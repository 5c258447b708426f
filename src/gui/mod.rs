mod app;
mod message;

pub use app::ScanViewer;
pub use message::Message;

use iced::widget::image::Handle;

/// Show `img` in a window and block until a key is pressed
pub fn show(title: &'static str, img: &image::DynamicImage) -> iced::Result {
    let rgba = img.to_rgba8();
    let (width, height) = rgba.dimensions();
    let handle = Handle::from_rgba(width, height, rgba.into_raw());

    iced::application(
        move || ScanViewer::new(handle.clone()),
        ScanViewer::update,
        ScanViewer::view,
    )
    .title(title)
    .subscription(ScanViewer::subscription)
    .window_size(iced::Size::new(width as f32, height as f32))
    .run()
}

WHAT YOU HAVE TO DO: For the records above, tally the lines in which "width" appears, and give the number by itself.

FINISHED TASK: 3